26 September 2012

I'm Happy To Bash Woodrow Wilson

America's worst postbellum president.
From Will Riker, Liberalism against populism:

"In a sense, political science and political events have passed the adherents of 'responsible parties' by. It may seem foolish to waste time now on their mistake of expecting a clear binary choice. Still, we can understand their mistake a little better today. It is not simply an empirical matter--as Dahl, for example, argued--that the American (or any other) system does not work in the neat way the Wilsonians wanted. More important is the fact that what they wanted was itself morally wrong from a liberal democratic view, because to get binary choice one must enforce some method of reducing options. This is precisely the coercion involved in populist liberty. The populist expectation of a coherent program is not attainable by weaving together individual judgments, either for a small group or for a large nation. To attribute human coherence to any group is an anthropomorphic delusion. Worse, however, the populists expected to calcify politics on their own issues, progressivism or the New Deal. That is fundamentally unfair. Winning politicians are, of course, happy to stick with the issues on which they are winning. Losing politicians are not so entranced with that future. The losers of the last election become the winners of the next by changing issues, revealing new dimensions of choice, and uncovering covert values in the electorate."
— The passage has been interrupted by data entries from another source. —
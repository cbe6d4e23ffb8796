use crate::resolvers::{Directive, Resolver, resolver};
use accounts_server::{AccountsServer, ConnectionInfo, User};
use async_graphql::dynamic::FieldFuture;
use async_graphql::{Error, Value};
use std::sync::Arc;
use tracing::debug;

pub const UNAUTHORIZED: &str = "Unauthorized";

/// Request data the context is built from, as extracted by the HTTP layer.
#[derive(Debug, Clone, Default, PartialEq, Eq)]
pub struct RequestInfo {
    /// Raw `Authorization` header, with or without the `Bearer` scheme.
    pub authorization: Option<String>,
    pub user_agent: Option<String>,
    pub ip: Option<String>,
}

/// Per-request data available to resolvers.
#[derive(Debug, Clone, Default)]
pub struct AccountsContext {
    pub auth_token: Option<String>,
    /// Set when `auth_token` resumed a live session.
    pub user: Option<User>,
    pub user_agent: Option<String>,
    pub ip: Option<String>,
}

impl AccountsContext {
    #[must_use]
    pub fn connection_info(&self) -> ConnectionInfo {
        ConnectionInfo { ip: self.ip.clone(), user_agent: self.user_agent.clone() }
    }
}

/// Builds the resolver context for one request.
///
/// A token that does not resume a session yields an anonymous context rather than an error,
/// so public fields stay reachable.
pub async fn accounts_context(server: &AccountsServer, request: RequestInfo) -> AccountsContext {
    let auth_token = request.authorization.as_deref().map(bearer).filter(|t| !t.is_empty());

    let user = match auth_token {
        Some(token) => match server.resume_session(token).await {
            Ok(user) => Some(user),
            Err(e) => {
                debug!(error = %e, "Ignoring access token that does not resume a session");
                None
            }
        },
        None => None,
    };

    AccountsContext {
        auth_token: auth_token.map(str::to_owned),
        user,
        user_agent: request.user_agent,
        ip: request.ip,
    }
}

fn bearer(header: &str) -> &str {
    let header = header.trim();
    header
        .split_once(' ')
        .filter(|(scheme, _)| scheme.eq_ignore_ascii_case("bearer"))
        .map_or(header, |(_, token)| token.trim())
}

/// [`accounts_context`] bound to a server, for handing to an HTTP layer.
#[derive(Debug, Clone)]
pub struct ContextBuilder {
    server: Arc<AccountsServer>,
}

impl ContextBuilder {
    #[must_use]
    pub const fn new(server: Arc<AccountsServer>) -> Self {
        Self { server }
    }

    pub async fn build(&self, request: RequestInfo) -> AccountsContext {
        accounts_context(&self.server, request).await
    }
}

/// The `@auth` directive: the wrapped field fails with `Unauthorized` unless the request
/// context carries a user.
#[must_use]
pub fn auth_directive() -> Directive {
    Arc::new(|next: Resolver| {
        resolver(move |ctx| {
            let authorized = ctx.data_opt::<AccountsContext>().is_some_and(|c| c.user.is_some());
            if authorized {
                next(ctx)
            } else {
                FieldFuture::new(async { Err::<Option<Value>, _>(Error::new(UNAUTHORIZED)) })
            }
        })
    })
}
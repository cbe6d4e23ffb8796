//! Storage contracts the authentication server relies on.
//!
//! A storage driver implements both [`UserStorage`] and [`SessionStorage`]; the server talks
//! to them through a [`DatabaseManager`], which may route users and sessions to different
//! backends.

mod memory;

pub use memory::MemoryStorage;

use crate::types::{ConnectionInfo, NewUser, Session, User};
use async_trait::async_trait;
use std::borrow::Cow;
use std::fmt::Debug;
use std::sync::Arc;

#[accounts_derive::accounts_error]
pub enum StorageError {
    /// The backend could not be reached.
    #[error("Storage connection failed{}: {message}", format_context(.context))]
    Connection { message: Cow<'static, str>, context: Option<Cow<'static, str>> },

    /// A read or write was rejected by the backend.
    #[error("Storage query failed{}: {message}", format_context(.context))]
    Query { message: Cow<'static, str>, context: Option<Cow<'static, str>> },

    /// A uniqueness constraint (username, email, session token) was violated.
    #[error("Duplicate record{}: {message}", format_context(.context))]
    Duplicate { message: Cow<'static, str>, context: Option<Cow<'static, str>> },

    #[error("Internal storage error{}: {message}", format_context(.context))]
    Internal { message: Cow<'static, str>, context: Option<Cow<'static, str>> },
}

#[async_trait]
pub trait UserStorage: Debug + Send + Sync {
    /// Stores the user and returns its id.
    async fn create_user(&self, user: NewUser) -> Result<String, StorageError>;

    async fn find_user_by_id(&self, id: &str) -> Result<Option<User>, StorageError>;

    async fn find_user_by_username(&self, username: &str) -> Result<Option<User>, StorageError>;

    /// Case-insensitive lookup.
    async fn find_user_by_email(&self, email: &str) -> Result<Option<User>, StorageError>;

    async fn find_password_hash(&self, user_id: &str) -> Result<Option<String>, StorageError>;

    async fn set_password_hash(&self, user_id: &str, hash: &str) -> Result<(), StorageError>;
}

#[async_trait]
pub trait SessionStorage: Debug + Send + Sync {
    /// Opens a valid session and returns its id.
    async fn create_session(
        &self,
        user_id: &str,
        token: &str,
        info: &ConnectionInfo,
    ) -> Result<String, StorageError>;

    async fn find_session_by_id(&self, id: &str) -> Result<Option<Session>, StorageError>;

    async fn find_session_by_token(&self, token: &str) -> Result<Option<Session>, StorageError>;

    /// Records the latest connection info and bumps `updated_at`.
    async fn update_session(&self, id: &str, info: &ConnectionInfo) -> Result<(), StorageError>;

    async fn invalidate_session(&self, id: &str) -> Result<(), StorageError>;

    async fn invalidate_all_sessions(&self, user_id: &str) -> Result<(), StorageError>;
}

/// A backend usable as both user and session storage.
pub trait Storage: UserStorage + SessionStorage {}

impl<T: UserStorage + SessionStorage + ?Sized> Storage for T {}

/// Routes user and session operations to their stores.
#[derive(Debug, Clone)]
pub struct DatabaseManager {
    users: Arc<dyn UserStorage>,
    sessions: Arc<dyn SessionStorage>,
}

impl DatabaseManager {
    pub fn new(users: Arc<dyn UserStorage>, sessions: Arc<dyn SessionStorage>) -> Self {
        Self { users, sessions }
    }

    /// Uses one backend for both users and sessions.
    pub fn from_storage(storage: Arc<dyn Storage>) -> Self {
        let users: Arc<dyn UserStorage> = storage.clone();
        let sessions: Arc<dyn SessionStorage> = storage;
        Self::new(users, sessions)
    }
}

#[async_trait]
impl UserStorage for DatabaseManager {
    async fn create_user(&self, user: NewUser) -> Result<String, StorageError> {
        self.users.create_user(user).await
    }

    async fn find_user_by_id(&self, id: &str) -> Result<Option<User>, StorageError> {
        self.users.find_user_by_id(id).await
    }

    async fn find_user_by_username(&self, username: &str) -> Result<Option<User>, StorageError> {
        self.users.find_user_by_username(username).await
    }

    async fn find_user_by_email(&self, email: &str) -> Result<Option<User>, StorageError> {
        self.users.find_user_by_email(email).await
    }

    async fn find_password_hash(&self, user_id: &str) -> Result<Option<String>, StorageError> {
        self.users.find_password_hash(user_id).await
    }

    async fn set_password_hash(&self, user_id: &str, hash: &str) -> Result<(), StorageError> {
        self.users.set_password_hash(user_id, hash).await
    }
}

#[async_trait]
impl SessionStorage for DatabaseManager {
    async fn create_session(
        &self,
        user_id: &str,
        token: &str,
        info: &ConnectionInfo,
    ) -> Result<String, StorageError> {
        self.sessions.create_session(user_id, token, info).await
    }

    async fn find_session_by_id(&self, id: &str) -> Result<Option<Session>, StorageError> {
        self.sessions.find_session_by_id(id).await
    }

    async fn find_session_by_token(&self, token: &str) -> Result<Option<Session>, StorageError> {
        self.sessions.find_session_by_token(token).await
    }

    async fn update_session(&self, id: &str, info: &ConnectionInfo) -> Result<(), StorageError> {
        self.sessions.update_session(id, info).await
    }

    async fn invalidate_session(&self, id: &str) -> Result<(), StorageError> {
        self.sessions.invalidate_session(id).await
    }

    async fn invalidate_all_sessions(&self, user_id: &str) -> Result<(), StorageError> {
        self.sessions.invalidate_all_sessions(user_id).await
    }
}
use chrono::{DateTime, Utc};
use serde::{Deserialize, Serialize};

#[derive(Debug, Clone, PartialEq, Eq, Serialize, Deserialize)]
#[serde(rename_all = "camelCase")]
pub struct EmailRecord {
    pub address: String,
    pub verified: bool,
}

/// A user account as seen by services and resolvers. Credentials are never part of it.
#[derive(Debug, Clone, PartialEq, Eq, Serialize, Deserialize)]
#[serde(rename_all = "camelCase")]
pub struct User {
    pub id: String,
    pub username: Option<String>,
    #[serde(default)]
    pub emails: Vec<EmailRecord>,
    #[serde(default)]
    pub deactivated: bool,
    pub created_at: DateTime<Utc>,
}

/// Payload for storing a new user. Email addresses are stored lowercased.
#[derive(Debug, Clone, Default, PartialEq, Eq)]
pub struct NewUser {
    pub username: Option<String>,
    pub email: Option<String>,
    pub password_hash: Option<String>,
}

#[derive(Debug, Clone, PartialEq, Eq, Serialize, Deserialize)]
#[serde(rename_all = "camelCase")]
pub struct Session {
    pub id: String,
    pub user_id: String,
    pub token: String,
    pub valid: bool,
    pub user_agent: Option<String>,
    pub ip: Option<String>,
    pub created_at: DateTime<Utc>,
    pub updated_at: DateTime<Utc>,
}

/// Where a request came from; recorded on sessions.
#[derive(Debug, Clone, Default, PartialEq, Eq, Serialize, Deserialize)]
#[serde(rename_all = "camelCase")]
pub struct ConnectionInfo {
    pub ip: Option<String>,
    pub user_agent: Option<String>,
}

#[derive(Debug, Clone, PartialEq, Eq, Serialize)]
#[serde(rename_all = "camelCase")]
pub struct Tokens {
    pub access_token: String,
    pub refresh_token: String,
}

#[derive(Debug, Clone, PartialEq, Eq, Serialize)]
#[serde(rename_all = "camelCase")]
pub struct LoginResult {
    pub session_id: String,
    pub tokens: Tokens,
    pub user: User,
}
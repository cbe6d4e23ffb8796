//! # MongoDB storage
//!
//! User and session storage for the accounts server on top of the official
//! [MongoDB driver](https://www.mongodb.com/docs/drivers/rust/).
//!
//! ## Key Features
//! - **Builder Pattern**: validated parameters, one connection attempt, one `ping`.
//! - **Indexes**: unique sparse indexes on `username` and `emails.address`, unique `token` on
//!   sessions, created idempotently at startup.
//! - **String ids**: documents use short unambiguous ids instead of `ObjectId`s.
//!
//! ## Example
//!
//! ```rust,no_run
//! use accounts_mongo::{MongoError, MongoStorage};
//!
//! #[tokio::main]
//! async fn main() -> Result<(), MongoError> {
//!     let storage = MongoStorage::builder()
//!         .uri("mongodb://localhost:27017")
//!         .database("accounts-js")
//!         .init()
//!         .await?;
//!
//!     let _collections = storage.database().list_collection_names().await?;
//!     Ok(())
//! }
//! ```

mod documents;
mod error;
mod storage;

pub use crate::error::{MongoError, MongoErrorExt};

use crate::documents::{SESSIONS, SessionDocument, USERS, UserDocument};
use mongodb::bson::doc;
use mongodb::options::{ClientOptions, IndexOptions};
use mongodb::{Client, Collection, Database, IndexModel};
use std::sync::Arc;
use std::time::Duration;
use tracing::{info, instrument};

/// Inner state of the [`MongoStorage`] wrapper.
#[derive(Debug)]
struct MongoInner {
    client: Client,
    database: Database,
    users: Collection<UserDocument>,
    sessions: Collection<SessionDocument>,
}

impl Drop for MongoInner {
    fn drop(&mut self) {
        info!(database = %self.database.name(), "MongoDB storage handle dropped");
    }
}

/// Cheaply clonable handle to the accounts collections.
#[derive(Debug, Clone)]
pub struct MongoStorage {
    inner: Arc<MongoInner>,
}

impl MongoStorage {
    /// Creates a new [`MongoStorageBuilder`].
    pub fn builder() -> MongoStorageBuilder {
        MongoStorageBuilder::new()
    }

    #[must_use]
    pub fn client(&self) -> &Client {
        &self.inner.client
    }

    /// The database holding the accounts collections.
    #[must_use]
    pub fn database(&self) -> &Database {
        &self.inner.database
    }
}

#[must_use = "builders do nothing unless you call .init()"]
#[derive(Debug, Default)]
pub struct MongoStorageBuilder {
    uri: Option<String>,
    database: Option<String>,
    server_selection_timeout: Option<Duration>,
}

impl MongoStorageBuilder {
    pub fn new() -> Self {
        Self::default()
    }

    /// Connection string, e.g. `mongodb://localhost:27017`.
    pub fn uri(mut self, uri: impl Into<String>) -> Self {
        self.uri = Some(uri.into());
        self
    }

    pub fn database(mut self, name: impl Into<String>) -> Self {
        self.database = Some(name.into());
        self
    }

    /// How long the driver waits for a reachable server before the ping fails.
    pub const fn server_selection_timeout(mut self, timeout: Duration) -> Self {
        self.server_selection_timeout = Some(timeout);
        self
    }

    /// Connects, pings the deployment once and ensures the indexes.
    ///
    /// There is no retry: an unreachable deployment fails the call.
    ///
    /// # Errors
    /// * [`MongoError::Validation`] if the URI or database name is missing or blank.
    /// * [`MongoError::Connection`] if the URI is malformed or the ping fails.
    /// * [`MongoError::Mongo`] if index creation fails.
    #[instrument(skip(self), fields(database = ?self.database))]
    pub async fn init(self) -> Result<MongoStorage, MongoError> {
        let uri = required(self.uri, "URI is required")?;
        let name = required(self.database, "Database name is required")?;

        let mut options = ClientOptions::parse(&uri).await.map_err(|e| MongoError::Connection {
            message: e.to_string().into(),
            context: Some("Parsing connection string".into()),
        })?;
        if self.server_selection_timeout.is_some() {
            options.server_selection_timeout = self.server_selection_timeout;
        }
        let client = Client::with_options(options).context("Creating client")?;
        let database = client.database(&name);

        database.run_command(doc! { "ping": 1 }).await.map_err(|e| MongoError::Connection {
            message: e.to_string().into(),
            context: Some("Pinging deployment".into()),
        })?;

        let storage = MongoStorage {
            inner: Arc::new(MongoInner {
                users: database.collection(USERS),
                sessions: database.collection(SESSIONS),
                client,
                database,
            }),
        };
        storage.ensure_indexes().await?;

        info!(database = %name, "MongoDB storage ready");
        Ok(storage)
    }
}

impl MongoStorage {
    async fn ensure_indexes(&self) -> Result<(), MongoError> {
        let unique_sparse = || IndexOptions::builder().unique(true).sparse(true).build();

        self.inner
            .users
            .create_index(IndexModel::builder().keys(doc! { "username": 1 }).options(unique_sparse()).build())
            .await
            .context("Indexing users.username")?;
        self.inner
            .users
            .create_index(
                IndexModel::builder().keys(doc! { "emails.address": 1 }).options(unique_sparse()).build(),
            )
            .await
            .context("Indexing users.emails.address")?;
        self.inner
            .sessions
            .create_index(
                IndexModel::builder()
                    .keys(doc! { "token": 1 })
                    .options(IndexOptions::builder().unique(true).build())
                    .build(),
            )
            .await
            .context("Indexing sessions.token")?;
        self.inner
            .sessions
            .create_index(IndexModel::builder().keys(doc! { "userId": 1 }).build())
            .await
            .context("Indexing sessions.userId")?;
        Ok(())
    }
}

fn required(value: Option<String>, message: &'static str) -> Result<String, MongoError> {
    value
        .filter(|v| !v.trim().is_empty())
        .ok_or(MongoError::Validation { message: message.into(), context: None })
}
Will Riker was not only a damn fine first officer, he was a damn fine political scientist. And passages such as this one should both refute the quantoid delusion that our work is value-free and the normativist's delusion that he may be uninformed about the work his formalist colleagues engage in.

1 comment:

  1. I have a feeling that if I knew the surrounding context for this quote I might not agree with (all of) it. In fact I'm pretty sure I wouldn't.